I don’t think my dad’s parents ever thought very much about politics. Between Hitler, Stalin, Lenin, Czar NIcholas, Marshall Pilsudski, the White Russians, and Kaiser Wilhelm, they lived politics far too much to think about it abstractly. They were business people accustomed to scrounging for a living (and sometimes, to live) in extremely adverse circumstances. Their obsession was money, which they equated with survival, and drove both their family and themselves insane with their obsessiveness over it. In his last years when my grandfather was gripped by dementia, he would routinely insist that my father drive him over to the bank to yell at one of the tellers, accusing the bank of stealing his money from his account. And yet in spite of his paranoia for losing money, my grandparents always voted Democrat. Like everybody on the outside of a club looking in, my father’s parents believed in a system that was rigged against them - probably rightly, in theirs as in every other case. They became liberal Democrats because the businessmen with much more money than they had were Republicans.
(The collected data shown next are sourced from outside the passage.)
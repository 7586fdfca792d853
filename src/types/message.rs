//! Messages as emitted by the external runtime.

use serde::{Deserialize, Serialize};

use super::chat::Role;

/// One typed block inside structured message content.
///
/// Anthropic-style content arrays mix text with tool invocations; only the
/// text blocks are ever surfaced to a consumer.
#[derive(Debug, Clone, Serialize, Deserialize, PartialEq)]
#[serde(tag = "type", rename_all = "snake_case")]
pub enum ContentBlock {
    Text {
        text: String,
    },
    ToolUse {
        #[serde(default)]
        id: Option<String>,
        #[serde(default)]
        name: Option<String>,
        #[serde(default)]
        input: serde_json::Value,
    },
    /// Any block shape this crate does not recognize.
    #[serde(other)]
    Unknown,
}

/// Message content: a plain string or a sequence of typed blocks.
#[derive(Debug, Clone, Serialize, Deserialize, PartialEq)]
#[serde(untagged)]
pub enum MessageContent {
    Text(String),
    Blocks(Vec<ContentBlock>),
}

impl MessageContent {
    /// Non-empty text segments in block order.
    ///
    /// A plain string yields itself; a block sequence yields each `text`
    /// block and suppresses `tool_use` and unknown blocks.
    pub fn text_segments(&self) -> Vec<&str> {
        match self {
            Self::Text(text) => {
                if text.is_empty() {
                    Vec::new()
                } else {
                    vec![text.as_str()]
                }
            }
            Self::Blocks(blocks) => blocks
                .iter()
                .filter_map(|block| match block {
                    ContentBlock::Text { text } if !text.is_empty() => Some(text.as_str()),
                    _ => None,
                })
                .collect(),
        }
    }

    /// Whether there is any renderable text at all.
    pub fn is_empty(&self) -> bool {
        self.text_segments().is_empty()
    }
}

impl Default for MessageContent {
    fn default() -> Self {
        Self::Text(String::new())
    }
}

/// A message inside a runtime update channel.
#[derive(Debug, Clone, Serialize, Deserialize, PartialEq)]
pub struct RuntimeMessage {
    /// Opaque identifier assigned by the runtime; used for deduplication.
    #[serde(default, skip_serializing_if = "Option::is_none")]
    pub id: Option<String>,
    /// Message kind (`human`, `ai`, `system`, `tool`).
    #[serde(default = "default_kind", rename = "type", alias = "role")]
    pub kind: Role,
    #[serde(default)]
    pub content: MessageContent,
    /// Set on tool messages whose execution failed validation or errored.
    #[serde(default)]
    pub is_error: bool,
}

fn default_kind() -> Role {
    Role::Assistant
}

impl RuntimeMessage {
    /// Construct an assistant message with plain text content.
    pub fn assistant(text: impl Into<String>) -> Self {
        Self {
            id: None,
            kind: Role::Assistant,
            content: MessageContent::Text(text.into()),
            is_error: false,
        }
    }

    /// Construct a tool result message.
    pub fn tool_result(id: impl Into<String>, text: impl Into<String>, is_error: bool) -> Self {
        Self {
            id: Some(id.into()),
            kind: Role::Tool,
            content: MessageContent::Text(text.into()),
            is_error,
        }
    }
}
Politics, however, was the long-term obsession of my mother’s family. Like many Jewish neoconservative famlies, they began as communists and somewhere along the way made a Damascus conversion. My red-headed great-grandfather was apparently quite an intellectual, and such a committed socialist that he refused to accept a promotion at his factory to forman. Other parts of the family came to blows with one another over whether or not to embrace the Soviet Union and Stalin as the coming savior, and refused to speak to one another for decades. But my grandfather paid his own way through Hopkins, and after the war, he worked as an engineer for the Defense Department - no private company would hire a Jew. A few years later, he nearly ended up on McCarthy's blacklist. Somehow, a few years after that, he was as right-wing as Barry Goldwater, and never diverted from these new beliefs. He even passed on all his neo-con/libertarian genes to both his children. Like my other grandparents, he believed in everything against which the ‘club’ believed. He saw the waste of government bureaucracy, and as a result he wanted to destroy it. And who knows? Perhaps he was also right to want that. He loathed the hypocrisy of liberal Jews who all the made money never available to them in the old country, and nevertheless still preached about the evils of the capitalist system.